# Lucky little field mouse....



## Zoo_Keeper (Jul 6, 2008)

As I got home this morning about 9am a saw my cat playing with something. When i looked there was a little field mouse in my cats grasp, as I looked closer I could see the mouse breathing. Once i noticed this i took it straight off my cat and took it inside.

When inside i placed the field mouse into a cardbord box with some holes in and placed some hamster bedding in the bottom. I closed the box and left it in a quiet place for a few hours.

I then checked on it and it looked the same and i thought it was going to die, but a while later i heard a scrabbling noise coming from the box and when i looked the field mouse was trying to escape so I released it in the bushes near my garden and it ran off happily.

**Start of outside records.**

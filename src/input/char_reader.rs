//! The public character reader facade.
//!
//! This module provides [CharReader], the surface the tokenizer above talks
//! to. It composes the chunk buffer, the newline normalizer and the position
//! tracker behind a small state machine: created idle, activated by
//! [start](CharReader::start), released by [stop](CharReader::stop) or by
//! running off the end of the input.

use std::fs::File;
use std::path::Path;

use crate::format::{Format, LineSeparator};
use crate::input::char_source::CharSource;
use crate::input::chunk_buffer::ChunkBuffer;
use crate::input::detect::SeparatorDetector;
use crate::input::error::InputError;
use crate::input::in_memory_char_source::InMemoryCharSource;
use crate::input::normalizer::{Emitted, NewlineNormalizer};
use crate::input::position::PositionTracker;
use crate::input::utf8_char_source::Utf8CharSource;

// =#========================================================================#=
// READER STATE
// =#========================================================================€=
/// Lifecycle of a [CharReader].
///
/// `Idle → Active` on `start()`; `Active → Stopped` on `stop()` or on
/// exhausting the source. Only `Active` accepts reading operations; a
/// stopped reader drains gracefully and can be started again with a fresh
/// source.
enum ReaderState<S: CharSource> {
    /// Created but never started
    Idle,
    /// Reading; owns the whole pipeline and, through it, the source
    Active(NewlineNormalizer<S>),
    /// Released; the source has been dropped
    Stopped,
}

// =#========================================================================#=
// CHAR READER
// =#========================================================================$=
/// Buffered, newline-normalizing character reader for delimited-text parsers.
///
/// Every character of the input passes through [next_char](Self::next_char),
/// which collapses the configured [LineSeparator] sequence into the single
/// normalized newline of the [Format] while keeping [char_count](Self::char_count)
/// and [line_count](Self::line_count) in sync. The separator is recognized
/// even when it is split across two chunks of the underlying source.
///
/// # Configuration Options
/// * **Chunk length**: [`with_chunk_len()`](Self::with_chunk_len)
///   — characters pulled from the source per refill
/// * **Separator detection**: [`with_separator_detection()`](Self::with_separator_detection)
///   — run a [SeparatorDetector] once at `start()` instead of trusting the
///   configured separator
///
/// # Example
/// ```
/// use charflow::{CharReader, Format, LineSeparator};
/// use charflow::input::InMemoryCharSource;
///
/// let format = Format::default().with_line_separator(LineSeparator::CRLF);
/// let mut reader = CharReader::new(format);
/// reader.start(InMemoryCharSource::from_str("a,b\r\nc"))?;
///
/// let mut line = String::new();
/// while let Some(ch) = reader.next_char()? {
///     line.push(ch);
/// }
/// assert_eq!(line, "a,b\nc");
/// assert_eq!(reader.line_count(), 1);
/// assert_eq!(reader.char_count(), 5);
/// # Ok::<(), charflow::InputError>(())
/// ```
pub struct CharReader<S: CharSource> {
    format: Format,
    chunk_len: usize,
    detector: Option<Box<dyn SeparatorDetector>>,

    /// Separator in use: the configured one, or the one a detection pass
    /// established at the last `start()`
    separator: LineSeparator,

    /// Whether line endings collapse to the normalized newline; when false,
    /// separator characters stream through verbatim
    normalize: bool,

    tracker: PositionTracker,
    state: ReaderState<S>,
}

impl CharReader<InMemoryCharSource> {
    /// Creates and starts a reader over a string with default [Format].
    ///
    /// # Errors
    /// Never fails for in-memory input in practice; kept fallible for
    /// uniformity with [start](Self::start).
    pub fn for_str(input: &str) -> Result<Self, InputError> {
        let mut reader = Self::new(Format::default());
        reader.start(InMemoryCharSource::from_str(input))?;
        Ok(reader)
    }
}

impl CharReader<Utf8CharSource<File>> {
    /// Creates and starts a reader over a UTF-8 file with default [Format].
    ///
    /// # Arguments
    /// * `path` - Path to the file (accepting `&str`, `String`, `Path`, or `PathBuf`)
    ///
    /// # Errors
    /// Returns an error if the file cannot be opened or read.
    pub fn for_file<P: AsRef<Path>>(path: P) -> Result<Self, InputError> {
        let mut reader = Self::new(Format::default());
        reader.start(Utf8CharSource::from_file(path)?)?;
        Ok(reader)
    }
}

impl<S: CharSource> CharReader<S> {
    /// Default number of characters pulled from the source per chunk.
    pub const DEFAULT_CHUNK_LEN: usize = 65536;

    /// Creates an idle reader with the given format.
    pub fn new(format: Format) -> Self {
        Self {
            format,
            chunk_len: Self::DEFAULT_CHUNK_LEN,
            detector: None,
            separator: format.line_separator(),
            normalize: true,
            tracker: PositionTracker::default(),
            state: ReaderState::Idle,
        }
    }

    /// Sets the number of characters read from the source per chunk.
    ///
    /// Clamped to at least 1. Takes effect at the next `start()`.
    pub fn with_chunk_len(mut self, chunk_len: usize) -> Self {
        self.chunk_len = chunk_len.max(1);
        self
    }

    /// Enables line separator detection with the given strategy.
    ///
    /// The detector runs once per `start()`, against the first buffered
    /// chunk, before any character is produced. An inconclusive detection
    /// keeps the configured separator.
    pub fn with_separator_detection<D: SeparatorDetector + 'static>(mut self, detector: D) -> Self {
        self.detector = Some(Box::new(detector));
        self
    }

    /// Starts reading from `source`.
    ///
    /// Resets both counters to zero, re-runs separator detection if enabled
    /// and allocates the chunk buffers. A stopped reader may be started
    /// again with a new source.
    ///
    /// # Errors
    /// * [InputError::AlreadyActive] if the reader is currently active
    /// * [InputError::Io] if filling the detection sample fails; the source
    ///   is dropped on that path
    pub fn start(&mut self, source: S) -> Result<(), InputError> {
        if matches!(self.state, ReaderState::Active(_)) {
            return Err(InputError::AlreadyActive);
        }

        self.tracker.reset();
        self.separator = self.format.line_separator();

        let mut buffer = ChunkBuffer::new(source, self.chunk_len);
        if let Some(detector) = &self.detector {
            if let Some(detected) = detector.detect(buffer.buffered()?) {
                self.separator = detected;
            }
        }

        self.state = ReaderState::Active(NewlineNormalizer::new(
            buffer,
            self.separator,
            self.normalize,
        ));
        Ok(())
    }

    /// Stops the reader and releases the underlying source.
    ///
    /// Idempotent and infallible: safe to call on an idle reader, after an
    /// error, or any number of times. Subsequent [next_char](Self::next_char)
    /// calls report end of input so pipelines can drain gracefully.
    pub fn stop(&mut self) {
        self.state = ReaderState::Stopped;
    }

    /// Returns the next logical character of the input.
    ///
    /// A full line separator sequence collapses into the normalized newline
    /// while normalization is enabled, and streams through verbatim
    /// otherwise. Characters are returned strictly in input order.
    ///
    /// # Returns
    /// `Ok(None)` once the input is exhausted or the reader was stopped.
    ///
    /// # Errors
    /// * [InputError::NotActive] if the reader was never started
    /// * [InputError::Io] / [InputError::InvalidUtf8] propagated from the source
    pub fn next_char(&mut self) -> Result<Option<char>, InputError> {
        let normalizer = match &mut self.state {
            ReaderState::Active(normalizer) => normalizer,
            ReaderState::Stopped => return Ok(None),
            ReaderState::Idle => return Err(InputError::NotActive),
        };

        let emitted = normalizer.next()?;
        match emitted {
            Emitted::Char(ch) => {
                self.tracker.record_char();
                Ok(Some(ch))
            }
            Emitted::Newline => {
                self.tracker.record_line();
                self.tracker.record_char();
                Ok(Some(self.format.normalized_newline()))
            }
            Emitted::SeparatorPart { ch, last } => {
                if last {
                    self.tracker.record_line();
                }
                self.tracker.record_char();
                Ok(Some(ch))
            }
            Emitted::End => {
                self.state = ReaderState::Stopped;
                Ok(None)
            }
        }
    }

    /// Number of characters returned by [next_char](Self::next_char) since
    /// the last `start()`. The end-of-input marker and characters discarded
    /// by [skip_lines](Self::skip_lines) are not counted.
    pub fn char_count(&self) -> u64 {
        self.tracker.char_count()
    }

    /// Number of line separator sequences fully consumed since the last
    /// `start()`, regardless of normalization mode.
    pub fn line_count(&self) -> u64 {
        self.tracker.line_count()
    }

    /// Discards input until `count` more line separators have been consumed.
    ///
    /// Best-effort: stops early without error when the input runs out first.
    /// Skipped characters do not touch [char_count](Self::char_count), but
    /// every consumed separator still ticks [line_count](Self::line_count).
    /// `count == 0` is a no-op.
    ///
    /// # Errors
    /// * [InputError::NotActive] if the reader was never started
    /// * I/O failures propagated from the source
    pub fn skip_lines(&mut self, count: u64) -> Result<(), InputError> {
        if count == 0 {
            return Ok(());
        }
        let normalizer = match &mut self.state {
            ReaderState::Active(normalizer) => normalizer,
            ReaderState::Stopped => return Ok(()),
            ReaderState::Idle => return Err(InputError::NotActive),
        };

        let target = self.tracker.line_count() + count;
        let mut ended = false;
        loop {
            match normalizer.next()? {
                Emitted::End => {
                    ended = true;
                    break;
                }
                Emitted::Newline | Emitted::SeparatorPart { last: true, .. } => {
                    self.tracker.record_line();
                    if self.tracker.line_count() >= target {
                        break;
                    }
                }
                Emitted::Char(_) | Emitted::SeparatorPart { last: false, .. } => {}
            }
        }
        if ended {
            self.state = ReaderState::Stopped;
        }
        Ok(())
    }

    /// Collects the rest of the current comment line as raw text.
    ///
    /// Assumes the caller already recognized and consumed the comment prefix
    /// character. Characters are taken verbatim, bypassing normalization, up
    /// to the next full line separator; the separator is consumed and
    /// counted in [line_count](Self::line_count) but not included in the
    /// returned text. Returns the partial text collected so far when the
    /// input ends first, and an empty string for an empty comment.
    ///
    /// # Errors
    /// * [InputError::NotActive] if the reader was never started
    /// * I/O failures propagated from the source
    pub fn read_comment(&mut self) -> Result<String, InputError> {
        let normalizer = match &mut self.state {
            ReaderState::Active(normalizer) => normalizer,
            ReaderState::Stopped => return Ok(String::new()),
            ReaderState::Idle => return Err(InputError::NotActive),
        };

        let mut text = String::new();
        let mut ended = false;
        loop {
            if normalizer.try_consume_separator()? {
                self.tracker.record_line();
                break;
            }
            match normalizer.next_raw()? {
                Some(ch) => text.push(ch),
                None => {
                    ended = true;
                    break;
                }
            }
        }
        if ended {
            self.state = ReaderState::Stopped;
        }
        Ok(text)
    }

    /// Switches line-ending normalization on or off.
    ///
    /// Pass `false` while the parser reproduces literal ("escaped") field
    /// content, so separator characters come through unchanged. Takes effect
    /// on the next character produced, never retroactively; line counting
    /// stays correct in both modes. May be called in any state.
    pub fn enable_normalize_line_endings(&mut self, normalize: bool) {
        self.normalize = normalize;
        if let ReaderState::Active(normalizer) = &mut self.state {
            normalizer.set_normalize(normalize);
        }
    }

    /// The line separator currently in use: the configured one, or the one
    /// established by the detection pass at the last `start()`. Fixed while
    /// reading; repeated calls have no side effects.
    pub fn line_separator(&self) -> LineSeparator {
        self.separator
    }
}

I know this may sound silly, but i wanted to share my triumph! My cats are always killing birds and mice in my garden and most of the time im too late, but this time i was able to save a potential victim, so I'm pleased!

​


----------



## griffpan (Feb 2, 2008)

Aww field mice are sweet, we get a lot here and my dogs love unfortunately as snacks  Well done you for saving the little mite


----------



## bee112 (Apr 12, 2008)

me and my sister managed to save a field mouse from the jaws of our parents moggie Nemo! we then managed to set him free in the fields the next morning... Nemo was not impressed!


----------



## Kay73 (Mar 26, 2008)

They are so sweet, well done for sanving the little critter


----------



## Guest (Aug 14, 2008)

my friends cat always brings them in.
Her mum saw her sat on the steps and realised she had something in her mouth, she then goes "what you got there tigger?" out pops a mouse and runs about the stairs and her mum screams ^____^ ahhh how i wish I was staying that night


----------